◆ **Problem to solve**: Set out each line from the following listing that includes the word "crate".

◆ **Data for this exercise**:
________________
use eframe::egui;

use crate::panel::LinkBounds;
use crate::toc::TocEntry;
use crate::ui::panel::OutlinePanel;

const MAX_LABEL_CHARS: usize = 40;
const INDENT_PER_LEVEL: f32 = 12.0;

/// Draws the TOC tree inside its own scroll area, highlighting `active`.
/// Returns the id of a clicked entry.
pub fn show_outline(
    ui: &mut egui::Ui,
    entries: &[TocEntry],
    active: Option<&str>,
    panel: &mut OutlinePanel,
) -> Option<String> {
    panel.begin_frame();

    let mut scroll_area = egui::ScrollArea::vertical()
        .id_salt("outline_scroll")
        .auto_shrink([false, false])
        .scroll_bar_visibility(egui::scroll_area::ScrollBarVisibility::AlwaysHidden)
        .scroll_source(egui::scroll_area::ScrollSource::SCROLL_BAR | egui::scroll_area::ScrollSource::MOUSE_WHEEL);

    if let Some(offset) = panel.next_offset() {
        scroll_area = scroll_area.vertical_scroll_offset(offset);
    }

    let output = scroll_area.show(ui, |ui| {
        let origin = ui.cursor().top();
        let mut clicked = None;
        for entry in entries {
            show_entry(ui, entry, active, origin, panel, &mut clicked);
        }
        clicked
    });

    panel.record_viewport(output.state.offset.y, output.inner_rect.height());
    output.inner
}

fn show_entry(
    ui: &mut egui::Ui,
    entry: &TocEntry,
    active: Option<&str>,
    origin: f32,
    panel: &mut OutlinePanel,
    clicked: &mut Option<String>,
) {
    // h2 = no indent, h3 = one level, etc.
    let indent = entry.depth.saturating_sub(2) as f32 * INDENT_PER_LEVEL;
    let is_active = entry.anchor().is_some() && entry.anchor() == active;

    let response = ui
        .horizontal(|ui| {
            ui.add_space(indent);
            ui.selectable_label(is_active, label_text(entry))
        })
        .inner;

    if let Some(id) = entry.anchor() {
        panel.record_link(
            id,
            LinkBounds {
                top: response.rect.top() - origin,
                height: response.rect.height(),
            },
        );
        if response.on_hover_text(entry.href()).clicked() {
            *clicked = Some(id.to_string());
        }
    }

    for child in &entry.children {
        show_entry(ui, child, active, origin, panel, clicked);
    }
}

fn label_text(entry: &TocEntry) -> String {
    let title: String = if entry.text.chars().count() > MAX_LABEL_CHARS {
        let mut short: String = entry.text.chars().take(MAX_LABEL_CHARS - 3).collect();
        short.push_str("...");
        short
    } else {
        entry.text.clone()
    };

    match &entry.number {
        Some(number) => format!("{} {}", number, title),
        None => title,
    }
}
//! # tocview
//!
//! A table of contents that follows the reader. Given a document's heading
//! tree, the sync engine works out which heading is currently being read,
//! highlights it, and keeps it visible in a separately scrolled side panel.
//!
//! ```text
//! markdown ─► outline ─► TocTree ─► ids ─► detector ─► active id ─┬─► panel sync (auto-scroll)
//!                                           ▲   ▲                 └─► renderer (highlight)
//!                             scroll offsets │   │ heading geometry
//!                      (direction, throttled)    (VisibilitySource)
//! ```
//!
//! | Module | Role |
//! |--------|------|
//! | [`toc`] | TOC tree model and the flattened id sequence |
//! | [`outline`] | Heading extraction from markdown into a TOC tree |
//! | [`direction`] | Up/down classification of scroll offsets |
//! | [`throttle`] | One detection pass per frame |
//! | [`visibility`] | Heading geometry trait and focal region |
//! | [`detector`] | Active section detection strategies |
//! | [`panel`] | Debounced smooth auto-scroll of the TOC panel |
//! | [`engine`] | [`TocSync`], which wires the above together |
//! | [`collapse`] | Process-wide collapsed/expanded panel state |
//! | [`config`] | Tunables, validation and CLI flags |
//! | [`ui`] | egui implementations of the engine's collaborators |
//!
//! Everything except [`collapse`] runs on the UI thread and is driven by
//! the host: scroll offsets through [`TocSync::on_scroll`], frame ticks
//! through [`TocSync::on_frame`]. Timers are deadlines checked against the
//! `Instant` passed in, so there is nothing to spawn or cancel from outside.

pub mod collapse;
pub mod config;
pub mod detector;
pub mod direction;
pub mod engine;
pub mod error;
pub mod outline;
pub mod panel;
pub mod registry;
pub mod throttle;
pub mod toc;
pub mod ui;
pub mod visibility;

#[cfg(test)]
pub(crate) mod testing;

pub use collapse::{CollapseStore, CollapseView, Subscription};
pub use config::{DetectionMode, SyncArgs, SyncConfig};
pub use detector::{ActiveSectionDetector, Strategy};
pub use direction::{DirectionHandle, ScrollDirection, ScrollDirectionTracker};
pub use engine::TocSync;
pub use error::{Result, SyncError};
pub use panel::{LinkBounds, PanelPolicy, PanelSynchronizer, TocPanel};
pub use toc::{flatten_ids, TocEntry, TocTree};
pub use visibility::{FocalRegion, HeadingBounds, VisibilitySource};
________________
◆ **Reply**:
use crate::panel::LinkBounds;
use crate::toc::TocEntry;
use crate::ui::panel::OutlinePanel;
pub(crate) mod testing;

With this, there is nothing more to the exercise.